The bigger problem is that The Institute is just really not a great plot device. Unlike Fallout 3 or New Vegas, their intended goal never actually starts to bear fruit during the game. Once you get rid of their biggest competitors for power in the Commonwealth, the plot simply ends and you do some vague stuff to help them that never actually advances the game world in a meaningful way. Likewise, siding with the other factions and destroying The Institute doesn't seem to do anything to noticeably affect the rest of the Commonwealth. As a faction, they're not built up enough that you would really care if they live or die.

chitoryu12
Apr 24, 2014

Fintilgin posted:

It's weird, because even New Vegas did this, where people in the Mojave were still living in trash filled quasi-ruins, and had yet to master broom technology. Which is weird, because even in Fallout 1 there were a bunch of settlements of what was pretty clearly post-war adobe construction that looked clean and livable. Vault City had a pretty slick post-war construction setup too, and was set like 40 years before New Vegas. Odd that this aesthetic was totally dropped for New Vegas. Was there any post-war construction in the game that wasn't rusty corrugated metal huts?

I wonder if this was an art direction flop, lack of resources to make a whole new tile set, or sort of on purpose with the 'ruins of the old world' theme?

I'm going to guess lack of time and resources, since so much of it was old Fallout 3 assets. They made the game in something like 18 months, which is an incredibly short time for a game of such scale and complexity, so they probably budgeted their time to reuse as many assets as possible and only make new stuff when necessary. They didn't even do things like shorten the front sight on the 10mm Pistol, causing it to appear too tall when using iron sights because Bethesda just fudged the model.

chitoryu12
Apr 24, 2014

Fintilgin posted:

As much as I hate the Legion, I wonder if this wouldn't have been most appropriate for their territory, had it actually been built into the game as I understand they wanted too.

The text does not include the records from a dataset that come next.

//! Logging configuration using tracing.

use tracing_subscriber::{layer::SubscriberExt, util::SubscriberInitExt, EnvFilter};

/// Initialize logging with the specified level.
///
/// `RUST_LOG` takes precedence over the configured level. An unrecognized
/// level falls back to `trace` so misconfiguration never hides output.
pub fn init(level: &str) -> anyhow::Result<()> {
    let (filter, bad_level) = match EnvFilter::try_from_default_env() {
        Ok(filter) => (filter, None),
        Err(_) => match EnvFilter::try_new(level) {
            Ok(filter) => (filter, None),
            Err(_) => (EnvFilter::new("trace"), Some(level.to_string())),
        },
    };

    tracing_subscriber::registry()
        .with(filter)
        .with(tracing_subscriber::fmt::layer())
        .init();

    if let Some(level) = bad_level {
        tracing::warn!("Unknown log level '{}', defaulting to trace", level);
    }

    Ok(())
}
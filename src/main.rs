//! Volback - Main entry point
//!
//! Daily backup daemon: archives registered data volumes into timestamped,
//! zstd-compressed snapshots and prunes snapshots past the retention window.

use anyhow::Result;
use clap::Parser;
use std::path::PathBuf;
use std::sync::Arc;
use volback::config::{Config, TimeOfDay};
use volback::daemon::scheduler::Scheduler;
use volback::daemon::shutdown::ShutdownCoordinator;
use volback::utils;

#[derive(Parser, Debug)]
#[command(author, version, about, long_about = None)]
struct Args {
    /// Path to configuration file
    #[arg(short, long, value_name = "FILE")]
    config: Option<PathBuf>,

    /// UTC time of day for the daily backup, in the format hh:mm
    #[arg(short, long)]
    time_of_day: Option<TimeOfDay>,

    /// Snapshots older than this many days are deleted
    #[arg(short, long)]
    retention_days: Option<u32>,

    /// Archives larger than this many MiB are logged at warn level
    #[arg(long)]
    size_warning_threshold_mb: Option<u64>,

    /// Concurrent per-volume archive tasks within one run
    #[arg(long)]
    max_concurrent_archives: Option<usize>,

    /// Directory whose immediate subdirectories are the volumes to back up
    #[arg(long)]
    volumes_root: Option<PathBuf>,

    /// Directory receiving the timestamped snapshot directories
    #[arg(long)]
    archive_root: Option<PathBuf>,

    /// Log level (trace, debug, info, warn, error)
    #[arg(short, long)]
    log_level: Option<String>,
}

impl Args {
    fn apply_to(self, config: &mut Config) {
        if let Some(time_of_day) = self.time_of_day {
            config.schedule.time_of_day = time_of_day;
        }
        if let Some(retention_days) = self.retention_days {
            config.schedule.retention_days = retention_days;
        }
        if let Some(threshold) = self.size_warning_threshold_mb {
            config.schedule.size_warning_threshold_mb = threshold;
        }
        if let Some(limit) = self.max_concurrent_archives {
            config.schedule.max_concurrent_archives = limit;
        }
        if let Some(volumes_root) = self.volumes_root {
            config.storage.volumes_root = volumes_root;
        }
        if let Some(archive_root) = self.archive_root {
            config.storage.archive_root = archive_root;
        }
        if let Some(log_level) = self.log_level {
            config.log.level = log_level;
        }
    }
}

#[tokio::main]
async fn main() -> Result<()> {
    let args = Args::parse();

    // Load configuration; a bad schedule is fatal here, before the loop.
    let mut config = if let Some(config_path) = &args.config {
        Config::from_file(config_path)?
    } else {
        Config::default()
    };
    args.apply_to(&mut config);

    // Initialize logging
    utils::logger::init(&config.log.level)?;

    tracing::info!(
        "Starting volback v{} (volumes: {}, archives: {})",
        env!("CARGO_PKG_VERSION"),
        config.storage.volumes_root.display(),
        config.storage.archive_root.display()
    );

    // The archive root is ours; the volumes root belongs to the operator and
    // is only read, once per run.
    std::fs::create_dir_all(&config.storage.archive_root)?;

    let config = Arc::new(config);
    let shutdown_coordinator = ShutdownCoordinator::new();

    let scheduler = Scheduler::new(
        config.clone(),
        shutdown_coordinator.tracker().clone(),
        shutdown_coordinator.cancel_token(),
    );
    let scheduler_handle = tokio::spawn(scheduler.run());

    // Wait for shutdown signal
    shutdown_coordinator.wait_for_signal().await;

    // The loop stops arming; everything already in flight finishes.
    if let Err(e) = scheduler_handle.await {
        tracing::error!("Scheduler task panicked: {}", e);
    }
    shutdown_coordinator.drain().await;

    tracing::info!("Exit");
    Ok(())
}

Like planned settlements with straight roads and faux-Roman adobe houses built around central gardens/courtyards, surrounded by high walls.

It would have set them apart from the NCR acting more as occupiers just using what they found, and the impoverished locals.

If the game was made as they wanted to (with the budget and time they wanted), I think only the impoverished locals like in Novac, Goodsprings, or Freeside would have had the ramshackle huts or dirty and damaged pre-war buildings. The Strip would have been glittering and perfectly clean, basically pre-war in its opulence. The NCR would have repaired structures and built new ones from adobe, just like back in Shady Sands.

This is a canon image of what Arroyo is supposed to look like around the time of New Vegas:

chitoryu12
Apr 24, 2014

2house2fly posted:

I ironically enjoy the way they twisted the story to breaking point so your son is an old man but the guy who murdered your wife doesn't even grow a moustache in 60 years. Like it's not even important to the story that Kellogg is alive when you find him, you literally progress the main quest by looting his corpse, why did they make him some kind of cybernetically enhanced immortal

I feel like they wrote in you having a confrontation with your son’s kidnapper before they realized that he’d be over 100 years old during the confrontation, so they quickly added the cybernetics to justify it.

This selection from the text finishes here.